Infants born prematurely have an increased risk of experiencing brain injury, specifically injury caused by Hypoxia Ischemia (HI). There is no approved treatment for preterm infants, in contrast to term infants that experience Hypoxic Ischemic Encephalopathy (HIE) and can be treated with hypothermia. Given this increased risk and lack of approved treatment, it is imperative to explore and model potential treatments in animal models of preterm injury. Hypothermia is one potential treatment, though cooling to current clinical standards has been found to be detrimental for preterm infants. However, mild hypothermia may prove useful.

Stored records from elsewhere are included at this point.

impl ApplicationItem {
    /// Creation time; naive timestamps are read as UTC
    pub fn created_at(&self) -> Option<DateTime<FixedOffset>> {
        DateTime::parse_from_rfc3339(&self.creation_date)
            .ok()
            .or_else(|| {
                NaiveDateTime::parse_from_str(&self.creation_date, "%Y-%m-%dT%H:%M:%S%.f")
                    .ok()
                    .map(|naive| naive.and_utc().fixed_offset())
            })
    }
}

impl Searchable for ApplicationItem {
    fn search_text(&self) -> &str {
        &self.title
    }
}

/// Newest applications first; items without a readable date go last
pub fn sort_newest_first(items: &mut [ApplicationItem]) {
    items.sort_by_key(|item| Reverse(item.created_at()));
}

/// Full project application
#[derive(Debug, Clone, PartialEq, Eq, Default, Serialize, Deserialize)]
#[serde(default)]
pub struct Application {
    pub id: u64,
    #[serde(deserialize_with = "null_default")]
    pub title: String,
    #[serde(deserialize_with = "null_default")]
    pub creation_date: String,
    #[serde(deserialize_with = "null_default")]
    pub status: Status,

    #[serde(deserialize_with = "null_default")]
    pub author: u64,
    #[serde(deserialize_with = "null_default")]
    pub author_division: String,
    #[serde(deserialize_with = "null_default")]
    pub author_firstname: String,
    #[serde(deserialize_with = "null_default")]
    pub author_middlename: String,
    #[serde(deserialize_with = "null_default")]
    pub author_lastname: String,
    #[serde(deserialize_with = "null_default")]
    pub author_phone: String,
    #[serde(deserialize_with = "null_default")]
    pub author_email: String,
    #[serde(deserialize_with = "null_default")]
    pub author_role: String,

    #[serde(deserialize_with = "null_default")]
    pub company: String,
    #[serde(deserialize_with = "null_default")]
    pub company_contacts: String,
    #[serde(deserialize_with = "null_default")]
    pub project_level: String,
    #[serde(deserialize_with = "null_default")]
    pub target_institutes: Vec<Institute>,

    #[serde(deserialize_with = "null_default")]
    pub problem_holder: String,
    #[serde(deserialize_with = "null_default")]
    pub goal: String,
    #[serde(deserialize_with = "null_default")]
    pub barrier: String,
    #[serde(deserialize_with = "null_default")]
    pub existing_solutions: String,

    #[serde(deserialize_with = "null_default")]
    pub context: String,
    #[serde(deserialize_with = "null_default")]
    pub recommended_tools: String,
    #[serde(deserialize_with = "null_default")]
    pub stakeholders: String,
    #[serde(deserialize_with = "null_default")]
    pub experts: String,
    #[serde(deserialize_with = "null_default")]
    pub additional_materials: String,
    pub needs_consultation: bool,
}
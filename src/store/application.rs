//! Applications authored by the user, plus application submission

use super::{rejection, Phase, Reducer};
use crate::state::models::{sort_newest_first, Application, ApplicationItem};

const LIST_FALLBACK: &str = "Failed to load applications";
const CREATE_FALLBACK: &str = "Something went wrong";

#[derive(Debug, Clone, Default, PartialEq)]
pub struct ApplicationState {
    pub applications: Vec<ApplicationItem>,
    pub is_loading: bool,
    pub error: Option<String>,
}

#[derive(Debug, Clone, PartialEq)]
pub enum ApplicationAction {
    FetchMine(Phase<Vec<ApplicationItem>>),
    CreateMain(Phase<Application>),
    CreatePublic(Phase<Application>),
}

impl ApplicationAction {
    pub fn is_rejected(&self) -> bool {
        match self {
            ApplicationAction::FetchMine(p) => p.is_rejected(),
            ApplicationAction::CreateMain(p) | ApplicationAction::CreatePublic(p) => {
                p.is_rejected()
            }
        }
    }
}

pub struct ApplicationReducer;

impl Reducer for ApplicationReducer {
    type State = ApplicationState;
    type Action = ApplicationAction;

    fn reduce(mut state: ApplicationState, action: ApplicationAction) -> ApplicationState {
        match action {
            ApplicationAction::FetchMine(Phase::Pending)
            | ApplicationAction::CreateMain(Phase::Pending)
            | ApplicationAction::CreatePublic(Phase::Pending) => {
                state.is_loading = true;
                state.error = None;
            }
            ApplicationAction::FetchMine(Phase::Fulfilled(mut items)) => {
                state.is_loading = false;
                sort_newest_first(&mut items);
                state.applications = items;
            }
            ApplicationAction::CreateMain(Phase::Fulfilled(_))
            | ApplicationAction::CreatePublic(Phase::Fulfilled(_)) => {
                state.is_loading = false;
            }
            ApplicationAction::FetchMine(Phase::Rejected(message)) => {
                state.is_loading = false;
                state.error = rejection(message, LIST_FALLBACK);
            }
            ApplicationAction::CreateMain(Phase::Rejected(message))
            | ApplicationAction::CreatePublic(Phase::Rejected(message)) => {
                state.is_loading = false;
                state.error = rejection(message, CREATE_FALLBACK);
            }
        }
        state
    }
}

#[cfg(test)]
mod tests {
    use super::*;
    use pretty_assertions::assert_eq;

    fn item(id: u64) -> ApplicationItem {
        ApplicationItem {
            id,
            ..Default::default()
        }
    }

    #[test]
    fn test_fetch_replaces_list() {
        let state = ApplicationState {
            applications: vec![item(1), item(2)],
            ..Default::default()
        };
        let state = ApplicationReducer::reduce(state, ApplicationAction::FetchMine(Phase::Pending));
        assert!(state.is_loading);
        let state = ApplicationReducer::reduce(
            state,
            ApplicationAction::FetchMine(Phase::Fulfilled(vec![item(3)])),
        );
        assert!(!state.is_loading);
        assert_eq!(state.applications, vec![item(3)]);
    }

    #[test]
    fn test_fetched_list_is_newest_first() {
        let dated = |id, created: &str| ApplicationItem {
            creation_date: created.into(),
            ..item(id)
        };
        let state = ApplicationReducer::reduce(
            ApplicationState::default(),
            ApplicationAction::FetchMine(Phase::Fulfilled(vec![
                dated(1, "2024-02-01T10:00:00Z"),
                dated(2, "2024-04-15T10:00:00Z"),
                dated(3, "2024-03-20T10:00:00Z"),
            ])),
        );
        let ids: Vec<u64> = state.applications.iter().map(|a| a.id).collect();
        assert_eq!(ids, vec![2, 3, 1]);
    }

    #[test]
    fn test_fallbacks_differ_for_list_and_create() {
        let state = ApplicationReducer::reduce(
            ApplicationState::default(),
            ApplicationAction::FetchMine(Phase::Rejected(None)),
        );
        assert_eq!(state.error.as_deref(), Some("Failed to load applications"));

        let state = ApplicationReducer::reduce(
            ApplicationState::default(),
            ApplicationAction::CreatePublic(Phase::Rejected(None)),
        );
        assert_eq!(state.error.as_deref(), Some("Something went wrong"));
    }

    #[test]
    fn test_create_keeps_list_untouched() {
        let state = ApplicationState {
            applications: vec![item(1)],
            is_loading: true,
            ..Default::default()
        };
        let state = ApplicationReducer::reduce(
            state,
            ApplicationAction::CreateMain(Phase::Fulfilled(Application::default())),
        );
        assert!(!state.is_loading);
        assert_eq!(state.applications, vec![item(1)]);
    }

    #[test]
    fn test_pending_clears_previous_error() {
        let state = ApplicationState {
            error: Some("old".into()),
            ..Default::default()
        };
        let state = ApplicationReducer::reduce(state, ApplicationAction::CreateMain(Phase::Pending));
        assert_eq!(state.error, None);
    }
}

Caffeine is another treatment that is already used in preterm infants to treat apnea of prematurity, and has shown neuroprotective effects. Both of these treatments show sex differences in behavioral outcomes and neuroprotective effects, which are critical to explore when working to translate from animal to human. The effects and research history of hypothermia, caffeine and how sex affects these treatment outcomes will be explored further in this review article.